Bergoglio was provincial during a period when strongman Gen. Jorge Videla’s regime killed more than 7,000 people and more than 30,000 persons suspected of sympathizing with the guerillas fighting the government were “disappeared.”
When Father Jalics and a brother Jesuit named Yorio (Agustin Rittano), who have been living among Argentina’s poor people, fall under suspicion, Bergoglio tells the priests he can’t protect them — and the military kidnaps them.
Although the film depicts Bergoglio appealing directly to Videla for the duo’s freedom, it doesn’t reveal that Yorio, who was finally released after a five-month ordeal, didn’t forgive the provincial. The series depicts Bergoglio and Father Jalics reuniting, but doesn’t tell us what happened when they met, missing an opportunity to explore more fully this reconciliation’s impact on Bergoglio.
“When the pain is great, Ignatian discernment is useless,” Bergoglio says to a Venezuelan woman he meets in a German church in the late 1980s.
Though ostensibly in Germany to study theology, Bergoglio was really sent there for a very different reason that the series doesn’t mention: Father Arrupe’s successor, Father Peter-Hans Kolvenbach, is said not to have approved of Bergoglio’s style as a seminary rector because of his emphasis on pastoral work and religious piety. These concepts were out of fashion among the Jesuits, who now focused primarily on social justice instead.

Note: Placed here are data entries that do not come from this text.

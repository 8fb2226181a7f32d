//! Playbook phases end to end: runbook, real templates, scripted ssh.

#![allow(clippy::unwrap_used, clippy::expect_used)]

use std::path::Path;

use hostkit_cli::application::services::playbooks::certificates::RESTORE_SCRIPT;
use hostkit_cli::application::services::playbooks::run_playbook;
use hostkit_cli::application::services::playbooks::tools::BASHRC_MARKER;
use hostkit_cli::application::services::runbook::Runbook;
use hostkit_cli::domain::config::DeployConfig;
use hostkit_cli::domain::error::StepError;
use hostkit_cli::domain::playbook::PlaybookKind;
use hostkit_cli::domain::summary::StepRecord;
use hostkit_cli::domain::step::StepOutcome;
use hostkit_cli::infra::assets::EmbeddedAssets;

use crate::mocks::{MemoryFs, MockRunner, NullReporter, session};

const MATTERMOST_CONFIG: &str = r#"
remote = "198.51.100.4"
user = "deploy"

[mattermost]
letsencrypt_email = "ops@example.org"
psql_user = "mmuser"
psql_password = "s3cret"
site_url = "https://chat.example.org"
"#;

const NEXTCLOUD_CONFIG: &str = r#"
remote = "198.51.100.4"
user = "deploy"
server_name = "cloud.example.org"
memcached_memory = "512"
sql_user = "nc"
sql_password = "pw"
nc_release_file_url = "https://download.nextcloud.com/server/releases/latest.tar.bz2"
nc_admin_user = "admin"
nc_admin_pw = "adminpw"
"#;

const BACKUP_DIR: &str = "/srv/backup/letsencrypt";

const CERTIFICATE_READY: &str = "jsonpath='{.status.conditions";

// Excerpts of the files Ubuntu 24.04 ships.
const STOCK_MEMCACHED_CONF: &str = "\
# Start with a cap of 64 megs of memory. It's reasonable, and the daemon default
# Note that the daemon will grow to this size, but does not start out holding this much
# memory
-m 64

# Default connection port is 11211
-p 11211
";

const STOCK_POOL_CONF: &str = "\
pm = dynamic
pm.max_children = 5
pm.start_servers = 2
pm.min_spare_servers = 1
pm.max_spare_servers = 3
;pm.max_spawn_rate = 32

; Pass environment variables like LD_LIBRARY_PATH. All $VARIABLEs are taken from
; the current environment.
; Default Value: clean env
;env[HOSTNAME] = $HOSTNAME
;env[PATH] = /usr/local/bin:/usr/bin:/bin
;env[TMP] = /tmp
;env[TMPDIR] = /tmp
;env[TEMP] = /tmp
";

const STOCK_PHP_INI: &str = "\
memory_limit = 128M
post_max_size = 8M
upload_max_filesize = 2M

[opcache]
; Determines if Zend OPCache is enabled
;opcache.enable=1

; Determines if Zend OPCache is enabled for the CLI version of PHP
;opcache.enable_cli=0

; The OPcache shared memory storage size.
;opcache.memory_consumption=128

; The amount of memory for interned strings in Mbytes.
;opcache.interned_strings_buffer=8

; The maximum number of keys (scripts) in the OPcache hash table.
;opcache.max_accelerated_files=10000

; The maximum percentage of \"wasted\" memory until a restart is scheduled.
;opcache.max_wasted_percentage=5

; How often (in seconds) to check file timestamps for changes to the shared
; memory storage allocation. (\"1\" means validate once per second, but only
; once per request. \"0\" means always validate)
;opcache.revalidate_freq=2

; If disabled, all PHPDoc comments are dropped from the code to reduce the
; size of the optimized code.
;opcache.save_comments=1

; Absolute path used to store shared lockfiles (for *nix only).
;opcache.lockfile_path=/tmp

[curl]
; A default value for the CURLOPT_CAINFO option. This is required to be an
; absolute path.
;curl.cainfo =
";

const MEMCACHED_CONF: &str = "/etc/memcached.conf";
const POOL_CONF: &str = "/etc/php/8.3/fpm/pool.d/www.conf";
const PHP_INI: &str = "/etc/php/8.3/fpm/php.ini";

fn mattermost_config_with_backup_dir() -> DeployConfig {
    DeployConfig::parse(&format!("{MATTERMOST_CONFIG}backup_dir = \"{BACKUP_DIR}\"\n")).unwrap()
}

/// Files copied down by rsync whose destination ends in `file`.
fn downloads_of(runner: &MockRunner, file: &str) -> usize {
    runner
        .calls()
        .iter()
        .filter(|c| c.program == "rsync" && c.args.last().is_some_and(|a| a.ends_with(file)))
        .count()
}

/// Content written to `remote_path` through `cat >`, if any.
fn uploaded(runner: &MockRunner, remote_path: &str) -> Option<String> {
    let command = format!("cat > {remote_path}");
    runner
        .calls()
        .into_iter()
        .find(|c| c.remote_command().ends_with(&command))
        .and_then(|c| c.stdin)
        .map(|bytes| String::from_utf8(bytes).unwrap())
}

fn stock_webserver_host() -> MockRunner {
    MockRunner::new()
        .on(&format!("cat {MEMCACHED_CONF}"), 0, STOCK_MEMCACHED_CONF, "")
        .on(&format!("cat {POOL_CONF}"), 0, STOCK_POOL_CONF, "")
        .on(&format!("cat {PHP_INI}"), 0, STOCK_PHP_INI, "")
}

fn step_outcomes(records: &[StepRecord]) -> Vec<(String, StepOutcome)> {
    records
        .iter()
        .filter_map(|r| match r {
            StepRecord::Step { name, outcome } => Some((name.clone(), outcome.clone())),
            StepRecord::Wait { .. } => None,
        })
        .collect()
}

#[tokio::test]
async fn tools_shell_on_provisioned_host_changes_nothing() {
    let config = DeployConfig::parse("remote = \"vm\"\nuser = \"root\"\n").unwrap();
    let runner = MockRunner::new();
    let mut s = session(&runner);
    let (reporter, fs) = (NullReporter::default(), MemoryFs::default());
    let mut rb = Runbook::new(&mut s, &config, &EmbeddedAssets, &fs, &reporter, "tools");

    run_playbook(&mut rb, PlaybookKind::Tools, &["shell"]).await.unwrap();
    let summary = rb.into_summary();

    assert_eq!(runner.count("curl"), 0);
    assert_eq!(runner.count("install_starship.sh --bin-dir"), 0);
    assert!(runner.calls().iter().all(|c| c.stdin.is_none()), "nothing uploaded");
    assert!(
        step_outcomes(&summary.records)
            .iter()
            .all(|(_, o)| *o == StepOutcome::AlreadySatisfied)
    );
}

#[tokio::test]
async fn tools_shell_on_fresh_host_installs_and_appends_marker() {
    let config = DeployConfig::parse("remote = \"vm\"\nuser = \"root\"\n").unwrap();
    let runner = MockRunner::new()
        .on("test -f install_starship.sh", 1, "", "")
        .on("test -x ~/bin/starship", 1, "", "")
        .on("grep -qF", 1, "", "");
    let mut s = session(&runner);
    let (reporter, fs) = (NullReporter::default(), MemoryFs::default());
    let mut rb = Runbook::new(&mut s, &config, &EmbeddedAssets, &fs, &reporter, "tools");

    run_playbook(&mut rb, PlaybookKind::Tools, &["shell"]).await.unwrap();

    assert_eq!(runner.count("curl -fsSL https://starship.rs/install.sh"), 1);
    let appended = runner
        .calls()
        .into_iter()
        .find(|c| c.remote_command().contains("cat >> \"$HOME\"/.bashrc"))
        .expect("bashrc append");
    let snippet = String::from_utf8(appended.stdin.unwrap()).unwrap();
    assert!(snippet.contains(BASHRC_MARKER));
}

#[tokio::test]
async fn installed_helm_release_is_not_reinstalled() {
    let config = DeployConfig::parse(MATTERMOST_CONFIG).unwrap();
    let runner = MockRunner::new().on(
        "helm list -n ingress-nginx",
        0,
        "NAME           NAMESPACE      STATUS\ningress-nginx  ingress-nginx  deployed\n",
        "",
    );
    let mut s = session(&runner);
    let (reporter, fs) = (NullReporter::default(), MemoryFs::default());
    let mut rb = Runbook::new(&mut s, &config, &EmbeddedAssets, &fs, &reporter, "mattermost");

    run_playbook(&mut rb, PlaybookKind::Mattermost, &["ingress"]).await.unwrap();

    assert_eq!(runner.count("helm install"), 0);
    assert!(
        runner
            .remote_commands()
            .iter()
            .filter(|c| c.contains("helm list"))
            .all(|c| c.starts_with("export KUBECONFIG=\"$HOME\"/.kube/config && "))
    );
}
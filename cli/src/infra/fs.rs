//! Filesystem infrastructure: implements `LocalArtifactWriter`.

use std::path::Path;

use anyhow::{Context, Result};

use crate::application::ports::LocalArtifactWriter;

/// Production filesystem implementation of `LocalArtifactWriter`.
#[derive(Debug, Clone, Copy, Default)]
pub struct LocalFs;

impl LocalArtifactWriter for LocalFs {
    fn exists(&self, path: &Path) -> bool {
        path.exists()
    }

    fn create_dir_all(&self, dir: &Path) -> Result<()> {
        std::fs::create_dir_all(dir)
            .with_context(|| format!("creating directory {}", dir.display()))
    }

    fn write_file(&self, path: &Path, content: &[u8], executable: bool) -> Result<()> {
        std::fs::write(path, content).with_context(|| format!("writing file {}", path.display()))?;
        #[cfg(unix)]
        if executable {
            use std::os::unix::fs::PermissionsExt;
            std::fs::set_permissions(path, std::fs::Permissions::from_mode(0o755))
                .with_context(|| format!("setting permissions on {}", path.display()))?;
        }
        #[cfg(not(unix))]
        let _ = executable;
        Ok(())
    }
}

“Call Me Francis” doesn’t dive deeply into Bergoglio’s total estrangement from his own religious order, however, missing an opportunity to craft as full and complex a portrait of this future pope as it could have.
Looking at a painting on the church’s wall, the woman explains that it represents Mary under her title, Untier of Knots. This powerful image moves Bergoglio to tears, begins to liberate him from his pain and informs his work as an auxiliary bishop in Buenos Aires in the 1990s.
The series’ most moving scene occurs during this period in Bergoglio’s life. When developers threaten to uproot poor people to make way for a large commercial development, Bergoglio helps them save their homes. The people lift their bishop up and bounce him like a football coach celebrating a championship.
De la Serna ably shifts from rigid, yet conflicted Jesuit, to liberated and compassionate bishop. And Hernandez may not match the pope’s physicality, but well communicates the older man’s warmth and wisdom.
Enhanced by Ivan Casalgrandi and Claudio Collepiccolo’s super-saturated color cinematography, “Call Me Francis” is largely true to the difficulty, pain, controversies and misgivings which shaped the man who today challenges Catholics and non-Catholics alike to reclaim the joy of the Gospel.
Byrd is a guest reviewer for Catholic News Service.